§ **Task prompt**: Nothing but the lines from the one containing "(0..self.config.max_iter).fold(0, |_, round|" through the last line of the entries should appear in the output, each verbatim.

________________

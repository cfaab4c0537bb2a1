//! Solve command helpers.

pub mod config;
pub mod formats;
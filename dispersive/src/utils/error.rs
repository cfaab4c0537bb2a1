use thiserror::Error;

/// An error type returned by the optimizer.
#[derive(Clone, Debug, Error, PartialEq)]
pub enum DfoError {
    /// Search space or population is ill-defined.
    #[error("invalid configuration: {0}")]
    InvalidConfiguration(String),
}

/// A type alias for result type with `DfoError`.
pub type DfoResult<T> = Result<T, DfoError>;
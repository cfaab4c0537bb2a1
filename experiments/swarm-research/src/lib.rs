//! A playground for visualizing how a swarm of flies converges.

#![warn(missing_docs)]

pub mod experiment;
pub mod plots;
//! This module contains helper functionality.

mod comparison;
pub use self::comparison::*;

mod environment;
pub use self::environment::*;

mod error;
pub use self::error::*;

mod random;
pub use self::random::*;

mod timing;
pub use self::timing::*;
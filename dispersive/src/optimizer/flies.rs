#[cfg(test)]
#[path = "../../tests/unit/optimizer/flies_test.rs"]
mod flies_test;

use crate::objectives::FitnessFn;
use crate::optimizer::*;
use crate::population::Population;
use crate::utils::{DfoResult, Environment, Timer};
use std::sync::Arc;

/// A result of the training: the best individual of the final round, its fitness and collected metrics.
pub type TrainResult = (Vec<f64>, f64, Option<TelemetryMetrics>);

/// Implements Dispersive Flies Optimization: a swarm minimizes the objective function by moving
/// each fly relative to its fittest ring neighbour and the best fly of the round.
pub struct DispersiveFlies {
    config: DfoConfig,
    objective: FitnessFn,
    environment: Arc<Environment>,
    population: Population,
}

impl DispersiveFlies {
    /// Creates a new instance of `DispersiveFlies` with uniformly initialized population.
    pub fn new(config: DfoConfig, objective: FitnessFn, environment: Arc<Environment>) -> DfoResult<Self> {
        config.validate()?;

        if config.has_degenerate_topology() {
            (environment.logger)(
                format!("degenerate topology: {} flies make ring neighbours coincide", config.num_flies).as_str(),
            );
        }

        let population = Population::initialize(config.num_flies, config.dim, config.bound, environment.random.as_ref());

        Ok(Self { config, objective, environment, population })
    }

    /// Returns configuration.
    pub fn config(&self) -> &DfoConfig {
        &self.config
    }

    /// Returns current population.
    pub fn population(&self) -> &Population {
        &self.population
    }

    /// Returns current positions of all flies.
    pub fn positions(&self) -> &[Vec<f64>] {
        self.population.positions()
    }

    /// Returns fitness values calculated by the last evaluation.
    pub fn fitness(&self) -> &[f64] {
        self.population.fitness()
    }

    /// Runs optimization and returns the best individual found in the final round.
    pub fn train(&mut self) -> Vec<f64> {
        let (individual, _, _) = self.train_with_telemetry();

        individual
    }

    /// Runs exactly `max_iter` rounds and returns the best individual of the final round with
    /// its fitness. No best-ever individual is kept between rounds, so the result can be worse
    /// than the best one of some earlier round. With zero rounds, the population is evaluated
    /// once and its best individual is returned unchanged.
    pub fn train_with_telemetry(&mut self) -> TrainResult {
        let mut telemetry = Telemetry::new(self.config.telemetry.clone());
        let ctx = UpdateContext {
            objective: &self.objective,
            random: self.environment.random.as_ref(),
            mode: self.config.update_mode,
            delta: self.config.delta,
        };

        let best_index = if self.config.max_iter == 0 {
            self.population.evaluate(&self.objective);
            self.population.best_index()
        } else {
            (0..self.config.max_iter).fold(0, |_, round| {
                let round_time = Timer::start();

                self.population.evaluate(&self.objective);
                let best_index = self.population.best_index();

                let stats = update_population(&mut self.population, best_index, &ctx);
                debug_assert!(self.population.is_in_bounds());

                telemetry.on_round(round, &self.population, best_index, stats, round_time);

                best_index
            })
        };

        telemetry.on_result(&self.population, best_index);

        let individual = self.population.individual(best_index).to_vec();
        let fitness = self.population.fitness()[best_index];

        (individual, fitness, telemetry.take_metrics())
    }
}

________________

§ **Your response**:
            (0..self.config.max_iter).fold(0, |_, round| {
                let round_time = Timer::start();

                self.population.evaluate(&self.objective);
                let best_index = self.population.best_index();

                let stats = update_population(&mut self.population, best_index, &ctx);
                debug_assert!(self.population.is_in_bounds());

                telemetry.on_round(round, &self.population, best_index, stats, round_time);

                best_index
            })
        };

        telemetry.on_result(&self.population, best_index);

        let individual = self.population.individual(best_index).to_vec();
        let fitness = self.population.fitness()[best_index];

        (individual, fitness, telemetry.take_metrics())
    }
}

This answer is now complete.